In such conditions when circumstances were not so good. Then underworld centralized attention on sports as a source of making money, and they aimed the most glamorous game "Cricket". Ravi Kapoor is playing the main lead, as Caption Ravi Indulkar of the Indian Cricket team. His four friends Rajpal, Hiten, Irfan and Balwinder, they fix a World Cupp match held in 2007 against Pakistan with a bookie- Shobhan. And then the twist as always they are exposed by press reporter Balakrishnan. BICI bans the caption Ravi Indulkar and his four teammates for four years. Ravi's girlfriend Soha also leaves him because of his deeds and in the meantime Ravi also loses his dad.

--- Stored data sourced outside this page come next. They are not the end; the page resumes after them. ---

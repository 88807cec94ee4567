use crate::common::{TestLadder, worker};

use ladder_common::{LadderSettings, MatchOutcome};
use ladder_engine::entity::match_result;
use ladder_engine::{guard, sweep};
use sea_orm::{ColumnTrait, EntityTrait, QueryFilter};

fn instant_timeout() -> LadderSettings {
    LadderSettings {
        match_timeout_secs: 0,
        max_active_rounds: 1,
        ..Default::default()
    }
}

#[tokio::test]
async fn sweep_cancels_overdue_matches_and_spares_the_rest() {
    let app = TestLadder::spawn_with(instant_timeout()).await;
    app.add_agent(1, "alpha");
    app.add_agent(2, "beta");
    app.add_agent(3, "gamma");
    app.open_competition("season-1", &[1, 2, 3]).await;

    // Two started matches; one already reported.
    let overdue = app.expect_match(&worker(1, false)).await;
    let reported = app.expect_match(&worker(2, false)).await;
    app.submit(reported.match_id, MatchOutcome::Player1Win)
        .await;

    let cancelled = sweep::sweep_once(&app.state).await.unwrap();
    assert_eq!(cancelled, 1);

    let result = match_result::Entity::find()
        .filter(match_result::Column::MatchId.eq(overdue.match_id))
        .one(&app.db)
        .await
        .unwrap()
        .expect("sweep should have produced a result");
    assert_eq!(result.outcome, MatchOutcome::MatchCancelled);
    assert_eq!(result.winner_agent_id, None);

    // The reported match kept its real result.
    let kept = match_result::Entity::find()
        .filter(match_result::Column::MatchId.eq(reported.match_id))
        .one(&app.db)
        .await
        .unwrap()
        .unwrap();
    assert_eq!(kept.outcome, MatchOutcome::Player1Win);

    // Unstarted matches are never swept.
    let second_pass = sweep::sweep_once(&app.state).await.unwrap();
    assert_eq!(second_pass, 0);
}

#[tokio::test]
async fn sweep_releases_the_data_blob_hold() {
    let app = TestLadder::spawn_with(instant_timeout()).await;
    app.add_data_agent(1, "alpha");
    app.add_data_agent(2, "beta");
    app.add_data_agent(3, "gamma");
    app.open_competition("season-1", &[1, 2, 3]).await;

    app.expect_match(&worker(1, false)).await;

    // Everything else is blocked on the stuck match's blob holds.
    let blocked = app.expect_no_work(&worker(2, false)).await;
    assert_eq!(blocked, ladder_common::NoWorkReason::NoMatchesAvailable);

    let cancelled = sweep::sweep_once(&app.state).await.unwrap();
    assert_eq!(cancelled, 1);

    // The cancel released both agents; another match can start now.
    let assignment = app.expect_match(&worker(2, false)).await;
    let started = guard::try_start(&app.state, assignment.match_id, &worker(3, false)).await;
    assert!(started.unwrap().is_none(), "already started by worker 2");
}

#[tokio::test]
async fn sweep_completes_a_round_it_empties() {
    let app = TestLadder::spawn_with(instant_timeout()).await;
    app.add_agent(1, "alpha");
    app.add_agent(2, "beta");
    let comp = app.open_competition("season-1", &[1, 2]).await;

    // Two agents: the round is a single match.
    app.expect_match(&worker(1, false)).await;

    let cancelled = sweep::sweep_once(&app.state).await.unwrap();
    assert_eq!(cancelled, 1);

    let rounds = app.rounds(comp.id).await;
    assert!(rounds[0].complete);
    assert!(rounds[0].finished.is_some());
}

#[tokio::test]
async fn a_generous_ttl_leaves_running_matches_alone() {
    let app = TestLadder::spawn().await;
    app.add_agent(1, "alpha");
    app.add_agent(2, "beta");
    app.open_competition("season-1", &[1, 2]).await;

    app.expect_match(&worker(1, false)).await;

    let cancelled = sweep::sweep_once(&app.state).await.unwrap();
    assert_eq!(cancelled, 0);
}
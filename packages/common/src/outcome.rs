#[cfg(feature = "sea-orm")]
use sea_orm::prelude::StringLen;

use serde::{Deserialize, Serialize};
use std::fmt;
use std::str::FromStr;

/// Outcome of a finished match, as reported by an arena client.
///
/// When the `sea-orm` feature is enabled, this enum can be used directly in SeaORM entities.
#[derive(Clone, Copy, Debug, PartialEq, Eq, Hash, Serialize, Deserialize)]
#[cfg_attr(
    feature = "sea-orm",
    derive(sea_orm::DeriveActiveEnum, sea_orm::EnumIter),
    sea_orm(rs_type = "String", db_type = "String(StringLen::None)")
)]
#[serde(rename_all = "PascalCase")]
pub enum MatchOutcome {
    /// Participant 1 won cleanly.
    #[cfg_attr(feature = "sea-orm", sea_orm(string_value = "Player1Win"))]
    Player1Win,
    /// Participant 2 won cleanly.
    #[cfg_attr(feature = "sea-orm", sea_orm(string_value = "Player2Win"))]
    Player2Win,
    /// Participant 1 crashed; participant 2 takes the win.
    #[cfg_attr(feature = "sea-orm", sea_orm(string_value = "Player1Crash"))]
    Player1Crash,
    /// Participant 2 crashed; participant 1 takes the win.
    #[cfg_attr(feature = "sea-orm", sea_orm(string_value = "Player2Crash"))]
    Player2Crash,
    /// Participant 1 exceeded the in-game time limit; participant 2 takes the win.
    #[cfg_attr(feature = "sea-orm", sea_orm(string_value = "Player1TimeOut"))]
    Player1TimeOut,
    /// Participant 2 exceeded the in-game time limit; participant 1 takes the win.
    #[cfg_attr(feature = "sea-orm", sea_orm(string_value = "Player2TimeOut"))]
    Player2TimeOut,
    /// Neither side won. Scored as 0.5 for rating purposes.
    #[cfg_attr(feature = "sea-orm", sea_orm(string_value = "Tie"))]
    Tie,
    /// The match never got off the ground on the arena client. Not rated.
    #[cfg_attr(feature = "sea-orm", sea_orm(string_value = "InitializationError"))]
    InitializationError,
    /// Force-cancelled, either administratively or by the timeout sweep. Not rated.
    #[cfg_attr(feature = "sea-orm", sea_orm(string_value = "MatchCancelled"))]
    MatchCancelled,
    /// The arena client failed in an undefined way. There is no winner mapping
    /// for this outcome, so the progression tracker rejects it as a hard fault.
    #[cfg_attr(feature = "sea-orm", sea_orm(string_value = "Error"))]
    Error,
}

impl MatchOutcome {
    /// The winning participant number (1 or 2), if this outcome defines one.
    pub fn winner_participant(&self) -> Option<i32> {
        match self {
            Self::Player1Win | Self::Player2Crash | Self::Player2TimeOut => Some(1),
            Self::Player2Win | Self::Player1Crash | Self::Player1TimeOut => Some(2),
            Self::Tie | Self::InitializationError | Self::MatchCancelled | Self::Error => None,
        }
    }

    /// Returns true if the match ended with neither side winning.
    pub fn is_tie(&self) -> bool {
        matches!(self, Self::Tie)
    }

    /// Returns true if this outcome participates in rating updates and
    /// match counting. Cancelled and never-started matches do not.
    pub fn counts_for_rating(&self) -> bool {
        !matches!(self, Self::MatchCancelled | Self::InitializationError)
    }

    /// All possible outcome values.
    pub const ALL: &'static [MatchOutcome] = &[
        Self::Player1Win,
        Self::Player2Win,
        Self::Player1Crash,
        Self::Player2Crash,
        Self::Player1TimeOut,
        Self::Player2TimeOut,
        Self::Tie,
        Self::InitializationError,
        Self::MatchCancelled,
        Self::Error,
    ];

    /// Returns the string representation (PascalCase).
    pub fn as_str(&self) -> &'static str {
        match self {
            Self::Player1Win => "Player1Win",
            Self::Player2Win => "Player2Win",
            Self::Player1Crash => "Player1Crash",
            Self::Player2Crash => "Player2Crash",
            Self::Player1TimeOut => "Player1TimeOut",
            Self::Player2TimeOut => "Player2TimeOut",
            Self::Tie => "Tie",
            Self::InitializationError => "InitializationError",
            Self::MatchCancelled => "MatchCancelled",
            Self::Error => "Error",
        }
    }
}

impl fmt::Display for MatchOutcome {
    fn fmt(&self, f: &mut fmt::Formatter<'_>) -> fmt::Result {
        f.write_str(self.as_str())
    }
}

/// Error when parsing an invalid outcome string.
#[derive(Debug, Clone, PartialEq, Eq)]
pub struct ParseOutcomeError {
    invalid: String,
}

impl fmt::Display for ParseOutcomeError {
    fn fmt(&self, f: &mut fmt::Formatter<'_>) -> fmt::Result {
        write!(
            f,
            "Invalid outcome '{}'. Valid values: {}",
            self.invalid,
            MatchOutcome::ALL
                .iter()
                .map(|o| o.as_str())
                .collect::<Vec<_>>()
                .join(", ")
        )
    }
}

impl std::error::Error for ParseOutcomeError {}

impl FromStr for MatchOutcome {
    type Err = ParseOutcomeError;

    fn from_str(s: &str) -> Result<Self, Self::Err> {
        MatchOutcome::ALL
            .iter()
            .find(|o| o.as_str() == s)
            .copied()
            .ok_or_else(|| ParseOutcomeError {
                invalid: s.to_string(),
            })
    }
}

The coach once again gives chance to Ravi and his four teammates after proving their patriotism to play World Cupp 2011. Once again India faces its arch rivals Pakistan in final. Everyone has a doubt in their mind and as we know history repeat itself, king of bookies Shobhan once again tries to fix the match with the help of Ravi. This time Ravi refuses his offer, in retaliation he kidnaps Ravi's girlfriend Soha who is Physiotherapist of Indian cricket team. As soon as Ravi learns of Soha's kidnapping he informs the Home minister who then puts an encounter specialist on this job. The encounter specialist rescues Soha at the risk of his life. On the other hand, Ravi is struggling to win World Cupp 2011.

==Cast==
- Ravi Kapoor - Ravi
- Puneet Vasishtha - Special appearance
- Manesha Chatarji - Soha
- Zakir Hussain - Bookie Shobhaan
- Smita Jaykar - Ravi's mother
- Suresh Oberoi - Coach
- Prem Chopra - BICI Chairman
- Aadesh Shrivastav - Guest appearance

==Soundtrack==
The music was composed by Aadesh Shrivastava and released by Saregama. All lyrics were written by Sameer.

Track list
| No. | Title | Singer(s) | Length |
|---|---|---|---|
| 1. | "My Heart Says To Me" | Aadesh Shrivastava | 6:06 |
| 2. | "Cheers Bol" | Aadesh Shrivastava | 3:50 |
| 3. | "Forever" | Vijayta Pandit, Shaan | 6:05 |
| 4. | "Suruma Mohabatwala" | Aasma | 4:42 |
| 5. | "Kahan Ho Bhaiya" | Shankar Mahadevan | 6:32 |
| 6. | "Lets Rock India" | Shaan, Aadesh Shrivastava | 4:52 |
| 7. | "Bindaas Bala" | Shraddha Pandit, Bob | 4:27 |
| 8. | "My Heart Says To Me (Version 2)" | Javed Ali | 6:07 |
| Total length: |  |  | 42:41 |

==Reception==

The film received mostly negative reviews from critics. However it has now attainted cult-like status after YouTuber 'The Covert Indian' made a roast video on the movie's ridiculous plot-line and laughable cricket action.